5 comments on “A Jewish Ritual Collides With Mother Nature

  1. Tamsf says:

    This is sounds so bad you’d almost believe it is a parody of the burden of the law from which the gospel frees us, rather than a real situation.

    [url=http://www.biblegateway.com/passage/?search=Luke+14:4-6&version=NIV]Jesus heals a man on the Sabbath[/url]

  2. trooper says:

    You do get that they don’t recognize Jesus as the Messiah, yes? So, they are under the burden of the law -it’s their deal.

  3. Br. Michael says:

    And yet they recognize that the Sabbath is different from any other day which many Christians fail to do (the children play their sports on Sunday don’t you know).
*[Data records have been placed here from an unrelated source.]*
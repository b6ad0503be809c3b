//! Safe SQL builder: identifiers from metadata only, values as parameters.

mod builder;
pub mod params;
pub use builder::*;
pub use params::*;
//! Raw entity metadata as declared in JSON.

use serde::{Deserialize, Serialize};
use std::collections::HashMap;

#[derive(Clone, Debug, Serialize, Deserialize)]
pub struct ColumnConfig {
    pub name: String,
    #[serde(rename = "type")]
    pub type_: String,
    #[serde(default = "default_true")]
    pub nullable: bool,
    /// Whether the column has a DB default (e.g. serial, NOW()).
    #[serde(default)]
    pub has_default: bool,
}

fn default_true() -> bool {
    true
}

fn default_schema() -> String {
    "public".into()
}

fn default_connection() -> String {
    "default".into()
}

#[derive(Clone, Copy, Debug, PartialEq, Eq, Serialize, Deserialize)]
#[serde(rename_all = "snake_case")]
pub enum RelationshipKind {
    ToOne,
    ToMany,
}

#[derive(Clone, Debug, Serialize, Deserialize)]
pub struct RelationshipConfig {
    pub name: String,
    /// Path segment of the related entity.
    pub entity: String,
    pub kind: RelationshipKind,
    /// Our column used in the join (our FK for to_one; usually our PK for to_many).
    pub local_column: String,
    /// Their column used in the join (their PK for to_one; their FK for to_many).
    pub remote_column: String,
}

#[derive(Clone, Debug, Default, Serialize, Deserialize)]
pub struct ValidationRule {
    #[serde(default)]
    pub required: Option<bool>,
    #[serde(default)]
    pub format: Option<String>,
    #[serde(default)]
    pub max_length: Option<u32>,
    #[serde(default)]
    pub min_length: Option<u32>,
    #[serde(default)]
    pub pattern: Option<String>,
    #[serde(default)]
    pub allowed: Option<Vec<serde_json::Value>>,
    #[serde(default)]
    pub minimum: Option<f64>,
    #[serde(default)]
    pub maximum: Option<f64>,
}

/// One CSV column: either an own attribute (`field`, defaulting to the alias) or
/// an attribute of a to-one relationship (`relation` + `attr`).
#[derive(Clone, Debug, Serialize, Deserialize)]
pub struct ExportColumnConfig {
    pub alias: String,
    #[serde(default)]
    pub field: Option<String>,
    #[serde(default)]
    pub relation: Option<String>,
    #[serde(default)]
    pub attr: Option<String>,
}

#[derive(Clone, Debug, Serialize, Deserialize)]
pub struct EntityConfig {
    pub name: String,
    pub table: String,
    #[serde(default = "default_schema")]
    pub schema: String,
    pub path: String,
    #[serde(default = "default_connection")]
    pub connection: String,
    pub primary_key: String,
    pub columns: Vec<ColumnConfig>,
    #[serde(default)]
    pub filter_columns: Vec<String>,
    #[serde(default)]
    pub search_columns: Vec<String>,
    #[serde(default)]
    pub soft_delete_column: Option<String>,
    #[serde(default)]
    pub relationships: Vec<RelationshipConfig>,
    /// Attribute name -> external field name.
    #[serde(default)]
    pub property_map: HashMap<String, String>,
    #[serde(default)]
    pub display_members: Vec<String>,
    #[serde(default)]
    pub rules_for_store: HashMap<String, ValidationRule>,
    #[serde(default)]
    pub rules_for_update: HashMap<String, ValidationRule>,
    #[serde(default)]
    pub export_columns: Vec<ExportColumnConfig>,
}

/// All entity declarations in one struct for in-memory loading.
#[derive(Clone, Debug, Default)]
pub struct FullConfig {
    pub entities: Vec<EntityConfig>,
}
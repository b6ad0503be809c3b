//! Resolved entity model: config validated and flattened for runtime use.

use crate::config::{RelationshipKind, ValidationRule};
use crate::value::ColumnKind;
use std::collections::{HashMap, HashSet};

/// How one relationship joins to its related entity.
#[derive(Clone, Debug)]
pub struct RelationshipSpec {
    pub name: String,
    pub direction: RelationshipKind,
    /// Path segment of the related entity (for lookup in model).
    pub related_path_segment: String,
    pub our_key_column: String,
    pub their_key_column: String,
}

#[derive(Clone, Debug)]
pub struct ColumnInfo {
    pub name: String,
    pub kind: ColumnKind,
    /// PostgreSQL type name used for casts when binding text parameters.
    pub pg_type: String,
    pub nullable: bool,
    pub has_default: bool,
    pub is_pk: bool,
}

#[derive(Clone, Debug)]
pub enum ExportSource {
    Field(String),
    Related { relation: String, attr: String },
}

#[derive(Clone, Debug)]
pub struct ExportColumn {
    pub alias: String,
    pub source: ExportSource,
}

#[derive(Clone, Debug)]
pub struct ResolvedEntity {
    pub name: String,
    pub schema_name: String,
    pub table_name: String,
    pub path_segment: String,
    pub connection: String,
    pub pk_column: String,
    pub columns: Vec<ColumnInfo>,
    pub filter_columns: HashSet<String>,
    pub search_columns: HashSet<String>,
    pub soft_delete_column: Option<String>,
    pub relationships: Vec<RelationshipSpec>,
    pub property_map: HashMap<String, String>,
    /// Attributes emitted by the serializer, in order.
    pub display_members: Vec<String>,
    pub rules_for_store: HashMap<String, ValidationRule>,
    pub rules_for_update: HashMap<String, ValidationRule>,
    pub export_columns: Vec<ExportColumn>,
}

impl ResolvedEntity {
    pub fn column(&self, name: &str) -> Option<&ColumnInfo> {
        self.columns.iter().find(|c| c.name == name)
    }

    pub fn pk(&self) -> &ColumnInfo {
        self.columns
            .iter()
            .find(|c| c.is_pk)
            .unwrap_or(&self.columns[0])
    }

    pub fn has_soft_delete(&self) -> bool {
        self.soft_delete_column.is_some()
    }

    pub fn relationship(&self, name: &str) -> Option<&RelationshipSpec> {
        self.relationships.iter().find(|r| r.name == name)
    }

    /// External name of an attribute after the property map is applied.
    pub fn alias<'a>(&'a self, attr: &'a str) -> &'a str {
        self.property_map.get(attr).map(String::as_str).unwrap_or(attr)
    }
}

#[derive(Clone, Debug, Default)]
pub struct ResolvedModel {
    pub entities: Vec<ResolvedEntity>,
    pub entity_by_path: HashMap<String, ResolvedEntity>,
}

impl ResolvedModel {
    pub fn entity_by_path(&self, path: &str) -> Option<&ResolvedEntity> {
        self.entity_by_path.get(path)
    }

    /// Distinct connection names referenced by entities.
    pub fn connections(&self) -> HashSet<&str> {
        self.entities.iter().map(|e| e.connection.as_str()).collect()
    }
}
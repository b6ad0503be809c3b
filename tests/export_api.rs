//! CSV export and service routes.

mod common;

use axum::http::StatusCode;
use common::Harness;
use serde_json::{json, Value};

#[tokio::test]
async fn export_writes_configured_columns() {
    let h = Harness::new();
    h.seed_fleet();

    let response = h.server.get("/vehicles/export").await;
    assert_eq!(response.status_code(), StatusCode::OK);
    assert_eq!(response.header("content-type"), "text/csv");
    let disposition = response.header("content-disposition");
    let disposition = disposition.to_str().unwrap();
    assert!(disposition.starts_with("attachment; filename=export_"));
    assert!(disposition.ends_with(".csv"));

    let text = response.text();
    let lines: Vec<&str> = text.lines().collect();
    assert_eq!(
        lines,
        vec![
            "VIN,Brand,Price,Owner",
            "VIN001,Ford,15000.50,Ana",
            "VIN002,Ford,12000.00,Bruno",
            "VIN003,Fiat,8000.00,Ana",
        ]
    );
    assert_eq!(h.store.open_sessions(), 0);
}

#[tokio::test]
async fn export_honours_filters() {
    let h = Harness::new();
    h.seed_fleet();

    let text = h
        .server
        .get("/vehicles/export")
        .add_query_param("brand", "Fiat")
        .await
        .text();
    assert_eq!(text.lines().count(), 2);
    assert!(text.contains("VIN003,Fiat,8000.00,Ana"));
}

#[tokio::test]
async fn export_of_nothing_is_a_bad_request() {
    let h = Harness::new();
    h.seed_fleet();

    let response = h.server.get("/vehicles/export").add_query_param("brand", "Kia").await;
    assert_eq!(response.status_code(), StatusCode::BAD_REQUEST);
    assert_eq!(response.json::<Value>(), json!({"message": "No data provided"}));
}

#[tokio::test]
async fn export_failure_reports_the_error() {
    let h = Harness::new();
    h.seed_fleet();
    h.store.fail_on("fetch_page");

    let response = h.server.get("/vehicles/export").await;
    assert_eq!(response.status_code(), StatusCode::INTERNAL_SERVER_ERROR);
    assert!(response.json::<Value>()["error"].is_string());
    assert_eq!(h.store.open_sessions(), 0);
}

#[tokio::test]
async fn service_routes_answer() {
    let h = Harness::new();

    let health: Value = h.server.get("/health").await.json();
    assert_eq!(health, json!({"status": "ok"}));

    let ready = h.server.get("/ready").await;
    assert_eq!(ready.status_code(), StatusCode::OK);
    assert_eq!(ready.json::<Value>()["connections"]["default"], json!("ok"));

    let version: Value = h.server.get("/version").await.json();
    assert_eq!(version["version"], json!(env!("CARGO_PKG_VERSION")));
}
//! Integration test harness: an in-memory store behind the full router.

#![allow(dead_code)]

use std::sync::Arc;

use axum_test::TestServer;
use serde_json::{json, Value};
use serverless_crud::{
    app_router, resolve, AppState, FullConfig, MemoryStore, ResolvedEntity, ResolvedModel, Settings, StoreRegistry,
};

pub fn model() -> ResolvedModel {
    let full = FullConfig {
        entities: serde_json::from_value(json!([
            {
                "name": "Owner", "table": "owners", "path": "owners", "primary_key": "id",
                "columns": [
                    {"name": "id", "type": "integer", "nullable": false, "has_default": true},
                    {"name": "name", "type": "text"}
                ],
                "relationships": [
                    {"name": "vehicles", "entity": "vehicles", "kind": "to_many", "local_column": "id", "remote_column": "owner_id"}
                ]
            },
            {
                "name": "Vehicle", "table": "vehicles", "path": "vehicles", "primary_key": "id",
                "columns": [
                    {"name": "id", "type": "integer", "nullable": false, "has_default": true},
                    {"name": "vin", "type": "text"},
                    {"name": "brand", "type": "text"},
                    {"name": "model", "type": "text"},
                    {"name": "year", "type": "integer"},
                    {"name": "price", "type": "numeric(10,2)"},
                    {"name": "owner_id", "type": "integer"},
                    {"name": "deleted_at", "type": "timestamptz"}
                ],
                "filter_columns": ["brand", "year"],
                "search_columns": ["model", "vin", "year"],
                "soft_delete_column": "deleted_at",
                "property_map": {"vin": "serial_number"},
                "display_members": ["id", "vin", "brand", "model", "year", "price", "owner_id"],
                "relationships": [
                    {"name": "owner", "entity": "owners", "kind": "to_one", "local_column": "owner_id", "remote_column": "id"}
                ],
                "rules_for_store": {
                    "vin": {"required": true, "min_length": 3, "max_length": 17},
                    "year": {"minimum": 1900}
                },
                "rules_for_update": {"year": {"minimum": 1900}},
                "export_columns": [
                    {"alias": "VIN", "field": "vin"},
                    {"alias": "Brand", "field": "brand"},
                    {"alias": "Price", "field": "price"},
                    {"alias": "Owner", "relation": "owner", "attr": "name"}
                ]
            }
        ]))
        .unwrap(),
    };
    resolve(&full).unwrap()
}

pub struct Harness {
    pub server: TestServer,
    pub store: MemoryStore,
    pub model: Arc<ResolvedModel>,
}

impl Harness {
    pub fn new() -> Self {
        Self::with_settings(Settings {
            app_host: "api.example.com".into(),
            ..Settings::default()
        })
    }

    pub fn with_settings(settings: Settings) -> Self {
        let model = model();
        let store = MemoryStore::new();
        let stores = StoreRegistry::new().with("default", Arc::new(store.clone()));
        let state = AppState::new(stores, model.clone(), settings);
        let server = TestServer::new(app_router(state)).unwrap();
        Harness {
            server,
            store,
            model: Arc::new(model),
        }
    }

    pub fn entity(&self, path: &str) -> &ResolvedEntity {
        self.model.entity_by_path(path).unwrap()
    }

    pub fn seed(&self, path: &str, rows: Value) {
        self.store.seed(self.entity(path), rows).unwrap();
    }

    /// Two owners and three vehicles, one of them soft-deleted.
    pub fn seed_fleet(&self) {
        self.seed("owners", json!([{"id": 1, "name": "Ana"}, {"id": 2, "name": "Bruno"}]));
        self.seed(
            "vehicles",
            json!([
                {"id": 1, "vin": "VIN001", "brand": "Ford", "model": "Focus", "year": 2019, "price": "15000.50", "owner_id": 1},
                {"id": 2, "vin": "VIN002", "brand": "Ford", "model": "Fiesta", "year": 2021, "price": "12000.00", "owner_id": 2},
                {"id": 3, "vin": "VIN003", "brand": "Fiat", "model": "Uno", "year": 2019, "price": "8000.00", "owner_id": 1},
                {"id": 4, "vin": "VIN004", "brand": "Ford", "model": "Ka", "year": 2015, "price": "5000.00",
                 "owner_id": 1, "deleted_at": "2024-01-01T00:00:00Z"}
            ]),
        );
    }
}
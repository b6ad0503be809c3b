//! PostgreSQL store: one pool per named connection, one transaction per session.

use super::{Row, Session, Store, StoreError};
use crate::config::{ColumnInfo, ConnectionSettings, ResolvedEntity};
use crate::query::QuerySpec;
use crate::sql::{self, QueryBuf};
use crate::value::{ColumnKind, Scalar};
use async_trait::async_trait;
use rust_decimal::Decimal;
use serde_json::{Map, Value};
use sqlx::postgres::{PgConnectOptions, PgPoolOptions, PgRow};
use sqlx::{ConnectOptions, PgConnection, PgPool, Postgres, Row as _, Transaction};
use std::str::FromStr;

pub struct PgStore {
    name: String,
    pool: PgPool,
}

impl PgStore {
    /// Build the pool for one connection. Connections are established on first use.
    pub fn connect(settings: &ConnectionSettings) -> Result<Self, StoreError> {
        let mut opts = PgConnectOptions::from_str(&settings.url)?;
        if !settings.debug {
            opts = opts.disable_statement_logging();
        }
        let pool = PgPoolOptions::new()
            .max_connections(settings.max_connections())
            .max_lifetime(settings.pool_recycle)
            .test_before_acquire(settings.pre_ping)
            .connect_lazy_with(opts);
        tracing::info!(
            connection = %settings.name,
            max_connections = settings.max_connections(),
            "database pool configured"
        );
        Ok(Self::from_pool(settings.name.clone(), pool))
    }

    pub fn from_pool(name: impl Into<String>, pool: PgPool) -> Self {
        PgStore {
            name: name.into(),
            pool,
        }
    }
}

#[async_trait]
impl Store for PgStore {
    async fn open(&self) -> Result<Box<dyn Session>, StoreError> {
        let tx = self.pool.begin().await?;
        tracing::debug!(connection = %self.name, "session opened");
        Ok(Box::new(PgSession { tx: Some(tx) }))
    }

    async fn ping(&self) -> Result<(), StoreError> {
        sqlx::query("SELECT 1").execute(&self.pool).await?;
        Ok(())
    }
}

/// Dropping an open session rolls its transaction back.
pub struct PgSession {
    tx: Option<Transaction<'static, Postgres>>,
}

impl PgSession {
    fn conn(&mut self) -> Result<&mut PgConnection, StoreError> {
        self.tx.as_deref_mut().ok_or(StoreError::Closed)
    }

    async fn rows(&mut self, entity: &ResolvedEntity, q: &QueryBuf) -> Result<Vec<Row>, StoreError> {
        tracing::debug!(sql = %q.sql, params = ?q.params, "query");
        let mut query = sqlx::query(&q.sql);
        for p in &q.params {
            query = query.bind(p.clone());
        }
        let rows = query.fetch_all(self.conn()?).await?;
        Ok(rows.iter().map(|r| decode_row(entity, r)).collect())
    }

    async fn optional_row(&mut self, entity: &ResolvedEntity, q: &QueryBuf) -> Result<Option<Row>, StoreError> {
        Ok(self.rows(entity, q).await?.into_iter().next())
    }
}

#[async_trait]
impl Session for PgSession {
    async fn fetch_page(&mut self, entity: &ResolvedEntity, spec: &QuerySpec) -> Result<Vec<Row>, StoreError> {
        let q = sql::select_page(entity, spec);
        self.rows(entity, &q).await
    }

    async fn count(&mut self, entity: &ResolvedEntity, spec: &QuerySpec) -> Result<u64, StoreError> {
        let q = sql::count(entity, spec);
        tracing::debug!(sql = %q.sql, params = ?q.params, "query");
        let mut query = sqlx::query_scalar::<_, i64>(&q.sql);
        for p in &q.params {
            query = query.bind(p.clone());
        }
        let n = query.fetch_one(self.conn()?).await?;
        Ok(n.max(0) as u64)
    }

    async fn find(
        &mut self,
        entity: &ResolvedEntity,
        id: &Scalar,
        exclude_soft_deleted: bool,
    ) -> Result<Option<Row>, StoreError> {
        let q = sql::select_by_id(entity, id, exclude_soft_deleted);
        self.optional_row(entity, &q).await
    }

    async fn fetch_where_in(
        &mut self,
        entity: &ResolvedEntity,
        column: &str,
        values: &[Scalar],
    ) -> Result<Vec<Row>, StoreError> {
        if values.is_empty() {
            return Ok(Vec::new());
        }
        if entity.column(column).is_none() {
            return Err(StoreError::UnknownColumn(column.to_string()));
        }
        let q = sql::select_by_column_in(entity, column, values);
        self.rows(entity, &q).await
    }

    async fn insert(&mut self, entity: &ResolvedEntity, body: &Map<String, Value>) -> Result<Row, StoreError> {
        let q = sql::insert(entity, body);
        self.optional_row(entity, &q)
            .await?
            .ok_or_else(|| StoreError::Db(sqlx::Error::RowNotFound))
    }

    async fn update(
        &mut self,
        entity: &ResolvedEntity,
        id: &Scalar,
        body: &Map<String, Value>,
    ) -> Result<Option<Row>, StoreError> {
        let q = sql::update(entity, id, body);
        self.optional_row(entity, &q).await
    }

    async fn soft_delete(&mut self, entity: &ResolvedEntity, id: &Scalar) -> Result<Option<Row>, StoreError> {
        let q = sql::soft_delete(entity, id);
        self.optional_row(entity, &q).await
    }

    async fn delete(&mut self, entity: &ResolvedEntity, id: &Scalar) -> Result<Option<Row>, StoreError> {
        let q = sql::delete(entity, id);
        self.optional_row(entity, &q).await
    }

    async fn commit(&mut self) -> Result<(), StoreError> {
        let tx = self.tx.take().ok_or(StoreError::Closed)?;
        tx.commit().await?;
        Ok(())
    }

    async fn rollback(&mut self) -> Result<(), StoreError> {
        let tx = self.tx.take().ok_or(StoreError::Closed)?;
        tx.rollback().await?;
        Ok(())
    }
}

fn decode_row(entity: &ResolvedEntity, row: &PgRow) -> Row {
    entity
        .columns
        .iter()
        .map(|c| (c.name.clone(), decode_cell(entity, row, c)))
        .collect()
}

fn or_null<T>(v: Option<T>, f: impl FnOnce(T) -> Scalar) -> Scalar {
    v.map(f).unwrap_or(Scalar::Null)
}

/// Decode by declared kind; a cell that cannot be decoded becomes null.
fn decode_cell(entity: &ResolvedEntity, row: &PgRow, col: &ColumnInfo) -> Scalar {
    let name = col.name.as_str();
    let decoded: Result<Scalar, sqlx::Error> = match col.kind {
        ColumnKind::Int => row
            .try_get::<Option<i64>, _>(name)
            .or_else(|_| row.try_get::<Option<i32>, _>(name).map(|v| v.map(i64::from)))
            .or_else(|_| row.try_get::<Option<i16>, _>(name).map(|v| v.map(i64::from)))
            .map(|v| or_null(v, Scalar::Int)),
        ColumnKind::Float => row
            .try_get::<Option<f64>, _>(name)
            .or_else(|_| row.try_get::<Option<f32>, _>(name).map(|v| v.map(f64::from)))
            .map(|v| or_null(v, Scalar::Float)),
        ColumnKind::Decimal => row
            .try_get::<Option<Decimal>, _>(name)
            .map(|v| or_null(v, Scalar::Decimal)),
        ColumnKind::Text => row
            .try_get::<Option<String>, _>(name)
            .map(|v| or_null(v, Scalar::Text)),
        ColumnKind::Bool => row.try_get::<Option<bool>, _>(name).map(|v| or_null(v, Scalar::Bool)),
        ColumnKind::Timestamp => row
            .try_get::<Option<chrono::DateTime<chrono::Utc>>, _>(name)
            .map(|v| or_null(v, Scalar::Timestamp)),
        ColumnKind::DateTime => row
            .try_get::<Option<chrono::NaiveDateTime>, _>(name)
            .map(|v| or_null(v, Scalar::DateTime)),
        ColumnKind::Date => row
            .try_get::<Option<chrono::NaiveDate>, _>(name)
            .map(|v| or_null(v, Scalar::Date)),
        ColumnKind::Time => row
            .try_get::<Option<chrono::NaiveTime>, _>(name)
            .map(|v| or_null(v, Scalar::Time)),
        ColumnKind::Uuid => row
            .try_get::<Option<uuid::Uuid>, _>(name)
            .map(|v| or_null(v, Scalar::Uuid)),
        ColumnKind::Binary => row
            .try_get::<Option<Vec<u8>>, _>(name)
            .map(|v| or_null(v, Scalar::Bytes)),
        ColumnKind::Json => row
            .try_get::<Option<Value>, _>(name)
            .map(|v| or_null(v, Scalar::Json)),
    };
    decoded.unwrap_or_else(|e| {
        tracing::warn!(entity = %entity.name, column = %name, error = %e, "column could not be decoded");
        Scalar::Null
    })
}
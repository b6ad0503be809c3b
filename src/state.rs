//! Shared application state for all routes. Read-only after start-up.

use crate::config::{ResolvedModel, Settings};
use crate::store::StoreRegistry;
use std::sync::Arc;

#[derive(Clone)]
pub struct AppState {
    pub stores: Arc<StoreRegistry>,
    pub model: Arc<ResolvedModel>,
    pub settings: Arc<Settings>,
}

impl AppState {
    pub fn new(stores: StoreRegistry, model: ResolvedModel, settings: Settings) -> Self {
        AppState {
            stores: Arc::new(stores),
            model: Arc::new(model),
            settings: Arc::new(settings),
        }
    }
}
We are so free that we don’t need a day Holy to the Lord. I think we can learn a thing or two from our Jewish brothers and sisters.

  4. BlueOntario says:

    It is important to note that our Lord did not argue that doing good or important things on the Sabbath was [i]above[/i] the Law, but that God would rather we did good and would hold the Sabbath and His Law in our hearts at all times.

  5. Br. Michael says:

    4, true, but we can’t, and so we hold no day Holy to the Lord. We forget the value of a discipline. We go to Church on Sunday and we don’t allow the children to engage in athletic competitions because we make an intentional effort to set aside one day Holy to the Lord right?, but in actual fact we do not. Sunday is simply another day in the week.